More than anything else, higher education in Nevada requires dedicated and imaginative leadership to convince Nevadans to fund a first-rate research university. The whole higher education system — university and system administrators, the Board of Regents and affiliated organizations — should have been aggressively campaigning for education well before the catastrophe of this recession: constantly airing and politicizing the value of higher education and, crucially, the disparity between UNLV as it exists and UNLV as it should be.

Public information and political pressure should have been a daily responsibility of the administration amplified by standing organizations of alumni and donors but also by newly created groups of parents, Democrats, Republicans, Libertarians, vegetarians, teenagers, rockers, musicians, entertainers, gray eminences, young eminences, even prostitutes, felons and casino magnates.
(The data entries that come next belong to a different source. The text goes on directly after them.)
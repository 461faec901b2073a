/// Immutable name/value pair, e.g. a build or schema version.
#[derive(Debug, Clone, PartialEq, Eq)]
pub struct Version {
    name: String,
    value: String,
}

impl Version {
    pub fn new(name: impl Into<String>, value: impl Into<String>) -> Self {
        Self {
            name: name.into(),
            value: value.into(),
        }
    }

    pub fn name(&self) -> &str {
        &self.name
    }

    pub fn value(&self) -> &str {
        &self.value
    }

    /// Same value under a different (escaped) name.
    pub fn with_name(&self, name: impl Into<String>) -> Self {
        Self {
            name: name.into(),
            value: self.value.clone(),
        }
    }
}
use std::sync::atomic::{AtomicI64, Ordering};

/// Named timer accumulating count, sum and sum of squares of measurements.
///
/// The three fields are updated by independent atomic adds. A reader racing
/// with writers may see them mutually inconsistent for a moment; exporters
/// only consume them statistically.
#[derive(Debug)]
pub struct Timer {
    name: String,
    count: AtomicI64,
    sum: AtomicI64,
    sum_of_squares: AtomicI64,
}

impl Timer {
    pub fn new(name: impl Into<String>) -> Self {
        Self {
            name: name.into(),
            count: AtomicI64::new(0),
            sum: AtomicI64::new(0),
            sum_of_squares: AtomicI64::new(0),
        }
    }

    pub fn name(&self) -> &str {
        &self.name
    }

    /// Record one measurement (milliseconds by convention).
    pub fn add_measurement(&self, duration: i64) {
        self.count.fetch_add(1, Ordering::Relaxed);
        self.sum.fetch_add(duration, Ordering::Relaxed);
        self.sum_of_squares
            .fetch_add(duration.wrapping_mul(duration), Ordering::Relaxed);
    }

    pub fn count(&self) -> i64 {
        self.count.load(Ordering::Relaxed)
    }

    pub fn sum(&self) -> i64 {
        self.sum.load(Ordering::Relaxed)
    }

    pub fn sum_of_squares(&self) -> i64 {
        self.sum_of_squares.load(Ordering::Relaxed)
    }

    /// Mean of all measurements, 0 when empty.
    pub fn average(&self) -> f64 {
        let count = self.count();
        if count == 0 {
            return 0.0;
        }
        self.sum() as f64 / count as f64
    }

    /// Sample standard deviation (n - 1 denominator), 0 for fewer than two
    /// measurements.
    pub fn std_dev(&self) -> f64 {
        let n = self.count();
        if n <= 1 {
            return 0.0;
        }
        let n = n as f64;
        let sum = self.sum() as f64;
        let variance = (self.sum_of_squares() as f64 - sum * sum / n) / (n - 1.0);
        // A torn read can push the variance slightly negative.
        if variance <= 0.0 {
            0.0
        } else {
            variance.sqrt()
        }
    }

    /// Reset all accumulated values.
    pub fn initialize(&self) {
        self.count.store(0, Ordering::Relaxed);
        self.sum.store(0, Ordering::Relaxed);
        self.sum_of_squares.store(0, Ordering::Relaxed);
    }
}
use std::sync::Arc;

use parking_lot::RwLock;

use appmon_core::{Reportable, ReportableObserver};

struct Entry {
    observer: Arc<dyn ReportableObserver>,
    /// Migration helpers are never carried over to a successor registry.
    migrates: bool,
}

/// Observers shared by every category registry of one plugin.
#[derive(Default)]
pub struct ObserverList {
    entries: RwLock<Vec<Entry>>,
}

pub(crate) fn same_observer(a: &Arc<dyn ReportableObserver>, b: &Arc<dyn ReportableObserver>) -> bool {
    Arc::as_ptr(a) as *const () == Arc::as_ptr(b) as *const ()
}

impl ObserverList {
    pub fn new() -> Self {
        Self::default()
    }

    /// Returns false if the observer is already registered.
    pub fn add(&self, observer: Arc<dyn ReportableObserver>) -> bool {
        self.insert(observer, false)
    }

    pub(crate) fn add_migrating(&self, observer: Arc<dyn ReportableObserver>) -> bool {
        self.insert(observer, true)
    }

    fn insert(&self, observer: Arc<dyn ReportableObserver>, migrates: bool) -> bool {
        let mut entries = self.entries.write();
        if entries.iter().any(|e| same_observer(&e.observer, &observer)) {
            return false;
        }
        entries.push(Entry { observer, migrates });
        true
    }

    pub fn remove(&self, observer: &Arc<dyn ReportableObserver>) -> bool {
        let mut entries = self.entries.write();
        let before = entries.len();
        entries.retain(|e| !same_observer(&e.observer, observer));
        entries.len() != before
    }

    /// Application observers, excluding migration helpers.
    pub fn snapshot(&self) -> Vec<Arc<dyn ReportableObserver>> {
        self.entries
            .read()
            .iter()
            .filter(|e| !e.migrates)
            .map(|e| Arc::clone(&e.observer))
            .collect()
    }

    pub fn len(&self) -> usize {
        self.entries.read().len()
    }

    pub fn is_empty(&self) -> bool {
        self.len() == 0
    }

    /// Call every observer. The list is copied first so observers may
    /// register further observers without deadlocking.
    pub fn notify(&self, reportable: &Reportable) {
        let observers: Vec<Arc<dyn ReportableObserver>> =
            self.entries.read().iter().map(|e| Arc::clone(&e.observer)).collect();
        for observer in observers {
            observer.add_new_reportable(reportable);
        }
    }
}
//! Pull-style metrics: values computed by the application at report time.

use std::fmt;
use std::sync::Arc;

use serde::Serialize;

use crate::error::Result;

/// Produces the current value of a state probe.
pub trait StateValueProvider: Send + Sync {
    fn value(&self) -> Result<i64>;
}

struct FnProvider<F>(F);

impl<F> StateValueProvider for FnProvider<F>
where
    F: Fn() -> Result<i64> + Send + Sync,
{
    fn value(&self) -> Result<i64> {
        (self.0)()
    }
}

/// A named state probe. Nothing is stored; every read calls the provider.
#[derive(Clone)]
pub struct StateValue {
    name: String,
    provider: Arc<dyn StateValueProvider>,
}

impl StateValue {
    pub fn new(name: impl Into<String>, provider: Arc<dyn StateValueProvider>) -> Self {
        Self {
            name: name.into(),
            provider,
        }
    }

    /// Build a probe from a closure.
    pub fn from_fn<F>(name: impl Into<String>, f: F) -> Self
    where
        F: Fn() -> Result<i64> + Send + Sync + 'static,
    {
        Self::new(name, Arc::new(FnProvider(f)))
    }

    pub fn name(&self) -> &str {
        &self.name
    }

    pub fn value(&self) -> Result<i64> {
        self.provider.value()
    }

    /// Same provider under a different (escaped) name.
    pub fn with_name(&self, name: impl Into<String>) -> Self {
        Self {
            name: name.into(),
            provider: Arc::clone(&self.provider),
        }
    }
}

impl fmt::Debug for StateValue {
    fn fmt(&self, f: &mut fmt::Formatter<'_>) -> fmt::Result {
        f.debug_struct("StateValue").field("name", &self.name).finish_non_exhaustive()
    }
}

/// One resolved leaf value.
#[derive(Debug, Clone, PartialEq, Eq, Serialize)]
pub struct State {
    pub name: String,
    pub value: i64,
}

impl State {
    pub fn new(name: impl Into<String>, value: i64) -> Self {
        Self {
            name: name.into(),
            value,
        }
    }
}

/// Produces a group of leaf values in one pull.
pub trait MultiValueProvider: Send + Sync {
    fn values(&self) -> Vec<State>;
}

struct FnMultiProvider<F>(F);

impl<F> MultiValueProvider for FnMultiProvider<F>
where
    F: Fn() -> Vec<State> + Send + Sync,
{
    fn values(&self) -> Vec<State> {
        (self.0)()
    }
}

/// A named group of state leaves, pulled directly by reporting.
#[derive(Clone)]
pub struct MultiValue {
    name: String,
    provider: Arc<dyn MultiValueProvider>,
}

impl MultiValue {
    pub fn new(name: impl Into<String>, provider: Arc<dyn MultiValueProvider>) -> Self {
        Self {
            name: name.into(),
            provider,
        }
    }

    pub fn from_fn<F>(name: impl Into<String>, f: F) -> Self
    where
        F: Fn() -> Vec<State> + Send + Sync + 'static,
    {
        Self::new(name, Arc::new(FnMultiProvider(f)))
    }

    pub fn name(&self) -> &str {
        &self.name
    }

    pub fn values(&self) -> Vec<State> {
        self.provider.values()
    }

    pub fn with_name(&self, name: impl Into<String>) -> Self {
        Self {
            name: name.into(),
            provider: Arc::clone(&self.provider),
        }
    }
}

impl fmt::Debug for MultiValue {
    fn fmt(&self, f: &mut fmt::Formatter<'_>) -> fmt::Result {
        f.debug_struct("MultiValue").field("name", &self.name).finish_non_exhaustive()
    }
}
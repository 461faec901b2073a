use std::sync::Arc;

use serde::Deserialize;

use appmon_core::error::{MonitorError, Result};
use appmon_core::metric::DEFAULT_MAX_ENTRIES;
use appmon_core::{
    EscapingKeyHandler, KeyHandler, RegexKeyHandler, TransparentKeyHandler, ValidatingKeyHandler,
};

use crate::plugin::CoreSettings;

#[derive(Debug, Deserialize)]
#[serde(deny_unknown_fields)]
pub struct MonitorConfig {
    pub version: u32,

    #[serde(default)]
    pub monitor: MonitorSection,
}

impl MonitorConfig {
    pub fn validate(&self) -> Result<()> {
        if self.version != 1 {
            return Err(MonitorError::UnsupportedVersion);
        }
        self.monitor.validate()
    }
}

#[derive(Debug, Deserialize)]
#[serde(deny_unknown_fields)]
pub struct MonitorSection {
    #[serde(default = "default_true")]
    pub active: bool,

    #[serde(default)]
    pub key_handler: KeyHandlerConfig,

    #[serde(default = "default_historizable_max_entries")]
    pub historizable_max_entries: usize,

    #[serde(default = "default_true")]
    pub builtin_state_values: bool,

    #[serde(default)]
    pub unique_name: Option<String>,
}

impl Default for MonitorSection {
    fn default() -> Self {
        Self {
            active: true,
            key_handler: KeyHandlerConfig::default(),
            historizable_max_entries: default_historizable_max_entries(),
            builtin_state_values: true,
            unique_name: None,
        }
    }
}

impl MonitorSection {
    pub fn validate(&self) -> Result<()> {
        if !(1..=1000).contains(&self.historizable_max_entries) {
            return Err(MonitorError::BadConfig(
                "monitor.historizable_max_entries must be between 1 and 1000".into(),
            ));
        }
        if matches!(self.unique_name.as_deref(), Some(name) if name.trim().is_empty()) {
            return Err(MonitorError::BadConfig(
                "monitor.unique_name must not be blank".into(),
            ));
        }
        self.key_handler.validate()
    }

    pub fn core_settings(&self) -> CoreSettings {
        CoreSettings {
            exposition: None,
            historizable_max_entries: self.historizable_max_entries,
            builtin_state_values: self.builtin_state_values,
            unique_name: self.unique_name.clone(),
        }
    }
}

#[derive(Debug, Clone, Copy, Default, PartialEq, Eq, Deserialize)]
#[serde(rename_all = "snake_case")]
pub enum KeyHandlerKind {
    #[default]
    Transparent,
    Escaping,
    Validating,
    Regex,
}

#[derive(Debug, Deserialize)]
#[serde(deny_unknown_fields)]
pub struct KeyHandlerConfig {
    #[serde(default)]
    pub kind: KeyHandlerKind,

    #[serde(default)]
    pub pattern: Option<String>,

    #[serde(default = "default_replacement")]
    pub replacement: String,
}

impl Default for KeyHandlerConfig {
    fn default() -> Self {
        Self {
            kind: KeyHandlerKind::default(),
            pattern: None,
            replacement: default_replacement(),
        }
    }
}

impl KeyHandlerConfig {
    pub fn validate(&self) -> Result<()> {
        match (self.kind, &self.pattern) {
            (KeyHandlerKind::Regex, None) => Err(MonitorError::BadConfig(
                "monitor.key_handler.pattern is required for kind regex".into(),
            )),
            (KeyHandlerKind::Regex, Some(_)) => self.build().map(|_| ()),
            (_, Some(_)) => Err(MonitorError::BadConfig(
                "monitor.key_handler.pattern is only allowed for kind regex".into(),
            )),
            (_, None) => Ok(()),
        }
    }

    pub fn build(&self) -> Result<Arc<dyn KeyHandler>> {
        let handler: Arc<dyn KeyHandler> = match self.kind {
            KeyHandlerKind::Transparent => Arc::new(TransparentKeyHandler),
            KeyHandlerKind::Escaping => Arc::new(EscapingKeyHandler),
            KeyHandlerKind::Validating => Arc::new(ValidatingKeyHandler),
            KeyHandlerKind::Regex => {
                let pattern = self.pattern.as_deref().ok_or_else(|| {
                    MonitorError::BadConfig("monitor.key_handler.pattern is required for kind regex".into())
                })?;
                Arc::new(RegexKeyHandler::new(pattern, self.replacement.clone())?)
            }
        };
        Ok(handler)
    }
}

fn default_true() -> bool {
    true
}
fn default_historizable_max_entries() -> usize {
    DEFAULT_MAX_ENTRIES
}
fn default_replacement() -> String {
    "_".into()
}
Rallies, papers, mini-conventions, tours, talks and other tactics that advance the education agenda and that target impediments — irresponsible private and public interests but pointedly the depravity of the state that prefers slot machines to schools.
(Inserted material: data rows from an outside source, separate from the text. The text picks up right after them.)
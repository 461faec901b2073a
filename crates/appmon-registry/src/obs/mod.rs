//! Reporting renderers and logging setup.
//!
//! Both renderers are plain `ReportVisitor`s over a `CorePlugin`, the same
//! contract out-of-process exporters use.

pub mod logging;
pub mod snapshot;
pub mod text;

pub use snapshot::{RegistrySnapshot, SnapshotVisitor, TimerSnapshot};
pub use text::TextReport;
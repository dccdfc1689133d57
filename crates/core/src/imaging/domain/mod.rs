pub mod image_reader;
pub mod image_writer;
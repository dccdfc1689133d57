use image::RgbaImage;

use crate::compositing::domain::overlay_placement::VisibleRegion;

/// Nearest-neighbour scaling of `source` to `scaled_width` x `scaled_height`,
/// producing only the pixels inside `visible`.
///
/// Memory is bounded by the visible window, not the scaled size, so a face
/// far larger than the image costs no more than the image itself. Source
/// columns and rows are picked with integer arithmetic.
pub(super) fn resize_visible(
    source: &RgbaImage,
    scaled_width: u32,
    scaled_height: u32,
    visible: &VisibleRegion,
) -> RgbaImage {
    let (src_w, src_h) = source.dimensions();
    let cols: Vec<u32> = (0..visible.width)
        .map(|x| nearest_index(visible.offset_x + x, scaled_width, src_w))
        .collect();
    let rows: Vec<u32> = (0..visible.height)
        .map(|y| nearest_index(visible.offset_y + y, scaled_height, src_h))
        .collect();

    RgbaImage::from_fn(visible.width, visible.height, |x, y| {
        *source.get_pixel(cols[x as usize], rows[y as usize])
    })
}

/// Source index whose pixel centre is closest to destination pixel `i`'s centre.
fn nearest_index(i: u32, dst_len: u32, src_len: u32) -> u32 {
    let i = i as u64;
    let index = (2 * i + 1) * src_len as u64 / (2 * dst_len as u64);
    index.min(src_len as u64 - 1) as u32
}
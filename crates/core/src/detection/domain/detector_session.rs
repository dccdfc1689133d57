use crate::expression::domain::face_signals::FaceSignals;
use crate::shared::error::EmojifyError;
use crate::shared::frame::Frame;

use super::face_detector::FaceDetector;

/// Scopes a detector to one request: `release` runs when the session drops,
/// on success, early return, and error paths alike.
pub struct DetectorSession<'a> {
    detector: &'a mut dyn FaceDetector,
}

impl<'a> DetectorSession<'a> {
    pub fn open(detector: &'a mut dyn FaceDetector) -> Self {
        Self { detector }
    }

    pub fn detect(&mut self, frame: &Frame) -> Result<Vec<FaceSignals>, EmojifyError> {
        self.detector.detect(frame)
    }
}

impl Drop for DetectorSession<'_> {
    fn drop(&mut self) {
        self.detector.release();
    }
}
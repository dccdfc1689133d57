/// Left eye counts as open at or above this probability; right eye strictly above.
pub const DEFAULT_EYE_OPEN_THRESHOLD: f64 = 0.15;

/// A face counts as smiling strictly above this probability.
pub const DEFAULT_SMILING_THRESHOLD: f64 = 0.15;

/// Overlay width as a fraction of face width.
pub const DEFAULT_SCALE_FACTOR: f64 = 0.9;

/// Overlay assets are stored as `<asset_name>.<OVERLAY_ASSET_EXTENSION>`.
pub const OVERLAY_ASSET_EXTENSION: &str = "png";

pub const IMAGE_EXTENSIONS: &[&str] = &["jpg", "jpeg", "png", "bmp", "tiff", "tif", "webp"];

pub const SETTINGS_DIR_NAME: &str = "Emojify";
pub const SETTINGS_FILE_NAME: &str = "settings.json";
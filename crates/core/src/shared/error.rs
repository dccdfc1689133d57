use thiserror::Error;

use crate::expression::domain::expression_category::ExpressionCategory;

#[derive(Debug, Error)]
pub enum EmojifyError {
    #[error("invalid dimension: {0}")]
    InvalidDimension(String),

    #[error("no overlay available for category {0}")]
    UnsupportedCategory(ExpressionCategory),

    #[error("unsupported pixel format: {0} channels (expected 3 or 4)")]
    UnsupportedPixelFormat(u8),

    #[error("face detection failed: {0}")]
    Detection(String),

    #[error("invalid configuration: {0}")]
    InvalidConfig(String),

    #[error("image error: {0}")]
    Image(#[from] image::ImageError),

    #[error("i/o error: {0}")]
    Io(#[from] std::io::Error),

    #[error("json error: {0}")]
    Json(#[from] serde_json::Error),
}
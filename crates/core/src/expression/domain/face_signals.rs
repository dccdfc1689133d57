use serde::{Deserialize, Serialize};

use crate::shared::region::FaceRegion;

/// Classifier-facing output of a face detector for one face.
///
/// Probabilities are expected in `[0.0, 1.0]`.
#[derive(Clone, Copy, Debug, PartialEq, Serialize, Deserialize)]
pub struct FaceSignals {
    pub left_eye_open: f64,
    pub right_eye_open: f64,
    pub smiling: f64,
    #[serde(flatten)]
    pub region: FaceRegion,
}

impl FaceSignals {
    pub fn new(left_eye_open: f64, right_eye_open: f64, smiling: f64, region: FaceRegion) -> Self {
        Self {
            left_eye_open,
            right_eye_open,
            smiling,
            region,
        }
    }

    /// Name of the first probability outside `[0, 1]`, if any.
    pub fn out_of_range_probability(&self) -> Option<&'static str> {
        [
            ("left_eye_open", self.left_eye_open),
            ("right_eye_open", self.right_eye_open),
            ("smiling", self.smiling),
        ]
        .into_iter()
        .find(|(_, p)| !(0.0..=1.0).contains(p))
        .map(|(name, _)| name)
    }
}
For the years of the recent recession educational leadership in Nevada has been quiet, polite and acquiescent. UNLV has paid its presidents and provosts generously to have bought knowledge and imagination.Instead the university is enduring an administration whose principal contribution has been a year-long planning exercise dependent on the very faculty that created the university’s problems. The administration’s deeply, deeply sincere town hall meetings with multicolor Power Point presentations demonstrated little more than timidity and a bankrupt imagination.

The state might also consider eliminating the Board of Regents. Perhaps a request for a budget increase of 3 percent might seem to be cutting against the current political grain. But there is no force to the regents’ budget recommendation — no political push, no social push. It is a hollow gesture by an ineffective and lazy group of public officials. The actual need is for an increase closer to 100 percent, along with the political leadership to deliver it.

There is heroism and dignity in the advocacy for public education, even if it fails, but none for self-protective accommodation with cruelty and stupidity. Resignation on principle is an ennobling alternative to shuffling along as an apologetic messenger of budget cuts.

UNLV is in on the front line — but it’s the front line of the erosion of higher education, unfortunately. As the Chronicle of Higher Education laments, "The ideal of American higher education may have entered a death spiral. … That crisis might ultimately harm not only universities, but also democracy itself."

Go Rebels.

William M. Epstein is a professor in social work at UNLV. His latest book is "Democracy without Decency," 2010, Penn State University Press.